The lesson from this is that ongoing, hard-hitting campaigns and evidence-based policies like tobacco tax to encourage quit attempts are of vital importance.

Fourth, those making the decisions are likely to have been mesmerised by clinical trial results, rather than real world data on how various smoking cessation strategies perform. Nicotine-replacement therapy (NRT) used with on-going support has better success than unassisted cessation. But again, we need to ask how many New Zealand smokers will realistically be interested in receiving that sort of support. Most will collect their subsidised NRT and not participate further.

New Zealand reportedly spends $NZ61m on tobacco control, with the great majority of this going to subsidised NRT. There is increasing evidence that handing out NRT to smokers away from ongoing professional support and over-the-counter use is all but useless. Evidence from England shows that the use of NRT bought over the counter is associated with a lower rate of abstinence than quitting unassisted.

Fifth, the seductive power of the so-called “hardening” hypothesis is likely to have tightened its grip on New Zealand policymakers. This hypothesis proposes that as smoking prevalence falls in a country, the proportion of “hard core” smokers rises.

True believers in this hypothesis then argue that the suite of comprehensive policies and campaigns that has caused smoking to fall over the past decades has seen nearly all the low-hanging fruit quit smoking and is now producing diminishing returns. Calls are then made to focus efforts on the burgeoning hard core smokers by labour and pharmacologically intensive cessation methods.

The problem with all this is that it is simply not true. New Zealand research just published found “no statistically significant changes in indicators of hardening including the proportion of smokers who were unmotivated or unable to quit despite repeat attempts” between 2008-2014. Similar findings have been reported in other studies internationally.

New Zealand could do with more commitment to the sort of large scale tough, motivating mass media campaigns that have contributed so much to motivating Australian smokers to quit and children not to start.
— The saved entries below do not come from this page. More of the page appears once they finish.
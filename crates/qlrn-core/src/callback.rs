//! Dispatch continuations
//!
//! Every inbound or deferred packet arrives with a set of continuations
//! supplied by the network stack. The routing layer decides which one to
//! call. Each continuation is `FnOnce`: ownership of the packet moves into
//! whichever continuation runs, so a packet can never be both forwarded and
//! failed.

use std::fmt;
use std::sync::Arc;

use crate::address::{InterfaceIndex, MacAddress};
use crate::error::SocketError;
use crate::packet::{Ipv4Header, Packet, Route};

/// Forward a unicast packet along a route
pub type UnicastForwardCallback = Box<dyn FnOnce(Route, Packet, Ipv4Header) + Send>;

/// Forward a multicast packet
pub type MulticastForwardCallback = Box<dyn FnOnce(Packet, Ipv4Header) + Send>;

/// Hand a packet to the local transport layer
pub type LocalDeliverCallback = Box<dyn FnOnce(Packet, Ipv4Header, InterfaceIndex) + Send>;

/// Report a failure for a packet back to its owner
pub type ErrorCallback = Box<dyn FnOnce(Packet, Ipv4Header, SocketError) + Send>;

/// Link-layer transmit-failure sink, invoked with the receiver's MAC address
pub type TxErrorCallback = Arc<dyn Fn(MacAddress) + Send + Sync>;

/// The continuations supplied with an inbound packet
pub struct InputCallbacks {
    /// Unicast forwarding (also used to relay broadcasts)
    pub unicast: UnicastForwardCallback,
    /// Multicast forwarding, unused by this protocol
    pub multicast: Option<MulticastForwardCallback>,
    /// Local delivery; a missing callback is reported through `error`
    pub local: Option<LocalDeliverCallback>,
    /// Failure report
    pub error: ErrorCallback,
}

impl InputCallbacks {
    /// Create a callback set from its parts
    pub fn new(
        unicast: UnicastForwardCallback,
        local: Option<LocalDeliverCallback>,
        error: ErrorCallback,
    ) -> Self {
        Self {
            unicast,
            multicast: None,
            local,
            error,
        }
    }

    /// Attach a multicast continuation
    pub fn with_multicast(mut self, multicast: MulticastForwardCallback) -> Self {
        self.multicast = Some(multicast);
        self
    }
}

impl fmt::Debug for InputCallbacks {
    fn fmt(&self, f: &mut fmt::Formatter<'_>) -> fmt::Result {
        f.debug_struct("InputCallbacks")
            .field("multicast", &self.multicast.is_some())
            .field("local", &self.local.is_some())
            .finish_non_exhaustive()
    }
}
Funding boosts to campaigns such as Stop before you start are likely to reach and influence far more people than giving extra support to low-demand services.

Advocacy groups have provided invaluable assistance to New Zealand governments over the years by making and defending the case for policies such as tobacco tax and plain packaging that can make a difference to the whole population of current and potential smokers. Former Australian health minister Nicola Roxon, the political architect of plain packaging (which is now spreading globally), told me that the call to legislate for plain packaging and very large tax increases was made politically and popularly palatable by the years of policy advocacy undertaken by NGOs and advocates for tough policy.
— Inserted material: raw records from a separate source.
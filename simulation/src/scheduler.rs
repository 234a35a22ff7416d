//! Discrete-event queue and per-node timer scheduler
//!
//! Every pending action in the simulation (timers, frames in flight,
//! continuation results) is a [`SimEvent`] in one time-ordered heap. Events
//! due at the same instant run in the order they were pushed.

use std::cmp::{Ordering, Reverse};
use std::collections::{BinaryHeap, HashSet};
use std::net::Ipv4Addr;
use std::sync::Arc;
use std::time::{Duration, Instant};

use bytes::Bytes;
use parking_lot::Mutex;
use qlrn_core::{Clock, Ipv4Header, ManualClock, Packet, Route, Scheduler, SocketError, TimerHandle};
use qlrn_routing::{RouteRequest, RoutingTimer};

use crate::types::NodeId;

/// Something that happens at a simulated instant
#[derive(Debug, Clone)]
pub enum SimEvent {
    /// A routing timer fired
    Timer { node: NodeId, timer: RoutingTimer },
    /// The application hands a packet to `node`
    Originate {
        node: NodeId,
        destination: Ipv4Addr,
        packet: Packet,
    },
    /// `node` decided to send a data packet along `route`
    Transmit {
        node: NodeId,
        route: Route,
        packet: Packet,
        header: Ipv4Header,
    },
    /// A data frame arrives at `to`
    DataFrame {
        from: NodeId,
        to: NodeId,
        packet: Packet,
        header: Ipv4Header,
    },
    /// A control datagram arrives at `to`
    ControlFrame {
        to: NodeId,
        source: Ipv4Addr,
        payload: Bytes,
    },
    /// The link layer of `node` failed to reach `receiver`
    TxFailure { node: NodeId, receiver: NodeId },
    /// Local delivery continuation ran on `node`
    Deliver {
        node: NodeId,
        packet: Packet,
        header: Ipv4Header,
    },
    /// Error continuation ran on `node`
    Fail {
        node: NodeId,
        packet: Packet,
        error: SocketError,
    },
    /// `node` asked for a route
    Discover { node: NodeId, request: RouteRequest },
    /// A route reply travelled back along `path`
    RouteReply { path: Vec<NodeId> },
}

impl SimEvent {
    /// Node the event runs on; a route reply touches several
    pub fn node(&self) -> Option<NodeId> {
        match self {
            Self::Timer { node, .. }
            | Self::Originate { node, .. }
            | Self::Transmit { node, .. }
            | Self::TxFailure { node, .. }
            | Self::Deliver { node, .. }
            | Self::Fail { node, .. }
            | Self::Discover { node, .. } => Some(*node),
            Self::DataFrame { to, .. } | Self::ControlFrame { to, .. } => Some(*to),
            Self::RouteReply { .. } => None,
        }
    }
}

/// An event with its due time
#[derive(Debug)]
pub struct Scheduled {
    pub at: Instant,
    pub seq: u64,
    pub event: SimEvent,
}

impl PartialEq for Scheduled {
    fn eq(&self, other: &Self) -> bool {
        self.at == other.at && self.seq == other.seq
    }
}

impl Eq for Scheduled {}

impl PartialOrd for Scheduled {
    fn partial_cmp(&self, other: &Self) -> Option<Ordering> {
        Some(self.cmp(other))
    }
}

impl Ord for Scheduled {
    fn cmp(&self, other: &Self) -> Ordering {
        (self.at, self.seq).cmp(&(other.at, other.seq))
    }
}

#[derive(Debug, Default)]
struct QueueInner {
    heap: BinaryHeap<Reverse<Scheduled>>,
    /// Sequence numbers of armed, uncancelled timers
    live_timers: HashSet<u64>,
    next_seq: u64,
}

/// Time-ordered event queue driven by a virtual clock
#[derive(Debug)]
pub struct EventQueue {
    clock: Arc<ManualClock>,
    inner: Mutex<QueueInner>,
}

impl EventQueue {
    /// Create an empty queue on `clock`
    pub fn new(clock: Arc<ManualClock>) -> Self {
        Self {
            clock,
            inner: Mutex::new(QueueInner::default()),
        }
    }

    /// The virtual clock
    pub fn clock(&self) -> &Arc<ManualClock> {
        &self.clock
    }

    /// Current simulated time
    pub fn now(&self) -> Instant {
        self.clock.now()
    }

    /// Schedule `event` after `delay`; returns its sequence number
    pub fn push_after(&self, delay: Duration, event: SimEvent) -> u64 {
        let at = self.now() + delay;
        let mut inner = self.inner.lock();
        let seq = inner.next_seq;
        inner.next_seq += 1;
        if matches!(event, SimEvent::Timer { .. }) {
            inner.live_timers.insert(seq);
        }
        inner.heap.push(Reverse(Scheduled { at, seq, event }));
        seq
    }

    /// Schedule `event` at the current instant, after everything already due
    pub fn push_now(&self, event: SimEvent) -> u64 {
        self.push_after(Duration::ZERO, event)
    }

    /// Disarm a timer; unknown or fired sequence numbers are ignored
    pub fn cancel_timer(&self, seq: u64) {
        self.inner.lock().live_timers.remove(&seq);
    }

    /// Pop the next event due no later than `deadline`
    ///
    /// Cancelled timers are discarded on the way.
    pub fn pop_until(&self, deadline: Instant) -> Option<Scheduled> {
        let mut inner = self.inner.lock();
        loop {
            let due = inner.heap.peek().is_some_and(|Reverse(s)| s.at <= deadline);
            if !due {
                return None;
            }
            let Reverse(scheduled) = inner.heap.pop()?;
            if matches!(scheduled.event, SimEvent::Timer { .. })
                && !inner.live_timers.remove(&scheduled.seq)
            {
                continue;
            }
            return Some(scheduled);
        }
    }

    /// Due time of the earliest queued event, cancelled timers included
    pub fn next_at(&self) -> Option<Instant> {
        self.inner.lock().heap.peek().map(|Reverse(s)| s.at)
    }

    /// Number of queued events, cancelled timers included
    pub fn len(&self) -> usize {
        self.inner.lock().heap.len()
    }

    /// Whether nothing is queued
    pub fn is_empty(&self) -> bool {
        self.inner.lock().heap.is_empty()
    }

    /// Number of armed timers
    pub fn armed_timers(&self) -> usize {
        self.inner.lock().live_timers.len()
    }
}

/// Routing-timer scheduler for one node
#[derive(Debug, Clone)]
pub struct NodeScheduler {
    node: NodeId,
    queue: Arc<EventQueue>,
}

impl NodeScheduler {
    /// Create a scheduler delivering timers for `node`
    pub fn new(node: NodeId, queue: Arc<EventQueue>) -> Self {
        Self { node, queue }
    }
}

impl Scheduler<RoutingTimer> for NodeScheduler {
    fn schedule(&self, delay: Duration, timer: RoutingTimer) -> TimerHandle {
        TimerHandle(self.queue.push_after(
            delay,
            SimEvent::Timer {
                node: self.node,
                timer,
            },
        ))
    }

    fn cancel(&self, handle: TimerHandle) {
        self.queue.cancel_timer(handle.0);
    }
}

#[cfg(test)]
mod tests {
    use super::*;

    fn queue() -> Arc<EventQueue> {
        Arc::new(EventQueue::new(Arc::new(ManualClock::new())))
    }

    fn fired(scheduled: Option<Scheduled>) -> Option<(NodeId, RoutingTimer)> {
        match scheduled?.event {
            SimEvent::Timer { node, timer } => Some((node, timer)),
            _ => None,
        }
    }

    #[test]
    fn test_events_pop_in_time_order() {
        let queue = queue();
        let scheduler = NodeScheduler::new(NodeId(1), Arc::clone(&queue));
        scheduler.schedule(Duration::from_millis(30), RoutingTimer::Purge);
        scheduler.schedule(Duration::from_millis(10), RoutingTimer::Hello);

        let deadline = queue.now() + Duration::from_secs(1);
        assert_eq!(fired(queue.pop_until(deadline)), Some((NodeId(1), RoutingTimer::Hello)));
        assert_eq!(fired(queue.pop_until(deadline)), Some((NodeId(1), RoutingTimer::Purge)));
        assert!(queue.pop_until(deadline).is_none());
    }

    #[test]
    fn test_same_instant_is_fifo() {
        let queue = queue();
        let a = NodeScheduler::new(NodeId(1), Arc::clone(&queue));
        let b = NodeScheduler::new(NodeId(2), Arc::clone(&queue));
        a.schedule(Duration::from_millis(5), RoutingTimer::Hello);
        b.schedule(Duration::from_millis(5), RoutingTimer::Hello);

        let deadline = queue.now() + Duration::from_millis(5);
        assert_eq!(fired(queue.pop_until(deadline)).map(|(n, _)| n), Some(NodeId(1)));
        assert_eq!(fired(queue.pop_until(deadline)).map(|(n, _)| n), Some(NodeId(2)));
    }

    #[test]
    fn test_cancelled_timer_is_skipped() {
        let queue = queue();
        let scheduler = NodeScheduler::new(NodeId(1), Arc::clone(&queue));
        let handle = scheduler.schedule(Duration::from_millis(10), RoutingTimer::Hello);
        scheduler.schedule(Duration::from_millis(20), RoutingTimer::Purge);
        scheduler.cancel(handle);
        assert_eq!(queue.armed_timers(), 1);

        let deadline = queue.now() + Duration::from_secs(1);
        assert_eq!(fired(queue.pop_until(deadline)), Some((NodeId(1), RoutingTimer::Purge)));
        assert!(queue.is_empty());
    }

    #[test]
    fn test_deadline_holds_back_later_events() {
        let queue = queue();
        let scheduler = NodeScheduler::new(NodeId(1), Arc::clone(&queue));
        scheduler.schedule(Duration::from_millis(50), RoutingTimer::Purge);

        assert!(queue.pop_until(queue.now() + Duration::from_millis(49)).is_none());
        assert_eq!(queue.len(), 1);
        queue.clock().advance(Duration::from_millis(50));
        assert!(queue.pop_until(queue.now()).is_some());
    }
}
By all but removing advocacy funding in New Zealand, and filling the vacuum with funding for strategies simply incapable of reaching large numbers of smokers, the government is likely to be doing something it will regret.
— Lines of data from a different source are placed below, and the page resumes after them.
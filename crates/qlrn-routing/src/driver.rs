//! Tokio-backed timers
//!
//! The engine itself never sleeps. [`TokioScheduler`] turns each scheduled
//! timer into a sleeping task that posts the timer payload onto a channel
//! when it fires; [`run_timers`] drains that channel into
//! [`RoutingEngine::handle_timer`].
//!
//! [`TokioClock`] reads tokio's clock so that paused-time tests move the
//! engine's notion of "now" together with the timers.

use std::sync::Arc;
use std::sync::atomic::{AtomicU64, Ordering};
use std::time::{Duration, Instant};

use dashmap::DashMap;
use qlrn_core::{Clock, NetworkStack, Scheduler, TimerHandle};
use tokio::runtime::Handle;
use tokio::sync::mpsc;
use tokio::task::AbortHandle;
use tracing::{debug, trace};

use crate::engine::{RoutingEngine, RoutingTimer};

/// Clock that follows tokio's (possibly paused) time
#[derive(Debug, Clone, Copy, Default)]
pub struct TokioClock;

impl Clock for TokioClock {
    fn now(&self) -> Instant {
        tokio::time::Instant::now().into_std()
    }
}

/// Scheduler that spawns one sleeping task per timer
///
/// A timer cancelled after it has already been posted may still be
/// delivered; timer handlers re-validate their state when they run.
pub struct TokioScheduler<T> {
    /// Runtime the timer tasks run on
    runtime: Handle,
    /// Where fired timers are posted
    fired: mpsc::UnboundedSender<T>,
    /// Live timers; the abort handle is filled in once the task is spawned
    live: Arc<DashMap<TimerHandle, Option<AbortHandle>>>,
    /// Handle counter
    next_id: AtomicU64,
}

impl<T: Send + 'static> TokioScheduler<T> {
    /// Create a scheduler on `runtime` and the receiver fired timers arrive on
    pub fn new(runtime: Handle) -> (Self, mpsc::UnboundedReceiver<T>) {
        let (fired, rx) = mpsc::unbounded_channel();
        let scheduler = Self {
            runtime,
            fired,
            live: Arc::new(DashMap::new()),
            next_id: AtomicU64::new(1),
        };
        (scheduler, rx)
    }

    /// Number of armed timers
    pub fn pending(&self) -> usize {
        self.live.len()
    }
}

impl<T: Send + 'static> Scheduler<T> for TokioScheduler<T> {
    fn schedule(&self, delay: Duration, timer: T) -> TimerHandle {
        let handle = TimerHandle(self.next_id.fetch_add(1, Ordering::Relaxed));
        self.live.insert(handle, None);

        let live = Arc::clone(&self.live);
        let fired = self.fired.clone();
        let task = self.runtime.spawn(async move {
            tokio::time::sleep(delay).await;
            if live.remove(&handle).is_some() && fired.send(timer).is_err() {
                trace!(%handle, "Timer receiver gone");
            }
        });

        // Absent if the timer already fired or was cancelled
        if let Some(mut slot) = self.live.get_mut(&handle) {
            *slot = Some(task.abort_handle());
        }
        handle
    }

    fn cancel(&self, handle: TimerHandle) {
        if let Some((_, abort)) = self.live.remove(&handle) {
            if let Some(abort) = abort {
                abort.abort();
            }
            trace!(%handle, "Timer cancelled");
        }
    }
}

/// Feed fired timers into an engine until the scheduler is dropped
pub async fn run_timers<N, S, C>(
    engine: Arc<RoutingEngine<N, S, C>>,
    mut fired: mpsc::UnboundedReceiver<RoutingTimer>,
) where
    N: NetworkStack,
    S: Scheduler<RoutingTimer>,
    C: Clock,
{
    while let Some(timer) = fired.recv().await {
        engine.handle_timer(timer);
    }
    debug!("Timer channel closed, driver stopping");
}

#[cfg(test)]
mod tests {
    use super::*;

    #[tokio::test(start_paused = true)]
    async fn test_timer_fires_after_delay() {
        let (scheduler, mut rx) = TokioScheduler::new(Handle::current());
        let start = TokioClock.now();

        scheduler.schedule(Duration::from_millis(250), 7u32);
        assert_eq!(scheduler.pending(), 1);

        let fired = rx.recv().await.unwrap();
        assert_eq!(fired, 7);
        assert!(TokioClock.now() - start >= Duration::from_millis(250));
        assert_eq!(scheduler.pending(), 0);
    }

    #[tokio::test(start_paused = true)]
    async fn test_fire_order_follows_deadline() {
        let (scheduler, mut rx) = TokioScheduler::new(Handle::current());
        scheduler.schedule(Duration::from_secs(3), "late");
        scheduler.schedule(Duration::from_secs(1), "early");

        assert_eq!(rx.recv().await.unwrap(), "early");
        assert_eq!(rx.recv().await.unwrap(), "late");
    }

    #[tokio::test(start_paused = true)]
    async fn test_cancelled_timer_never_fires() {
        let (scheduler, mut rx) = TokioScheduler::new(Handle::current());
        let cancelled = scheduler.schedule(Duration::from_secs(1), 1u8);
        scheduler.schedule(Duration::from_secs(2), 2u8);
        scheduler.cancel(cancelled);
        scheduler.cancel(cancelled);

        assert_eq!(rx.recv().await.unwrap(), 2);
        tokio::time::sleep(Duration::from_secs(5)).await;
        assert!(rx.try_recv().is_err());
    }
}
New Zealand has some of the world’s most mature, astute and advanced strategic policy researchers. Together, they have punched well above their national weight in stimulating original thinking about pathways toward an endgame for tobacco use. The government would do well to provide support to harness their expertise to bring their analytic and research skills together rather than putting so many eggs in the individualistic smoking cessation basket.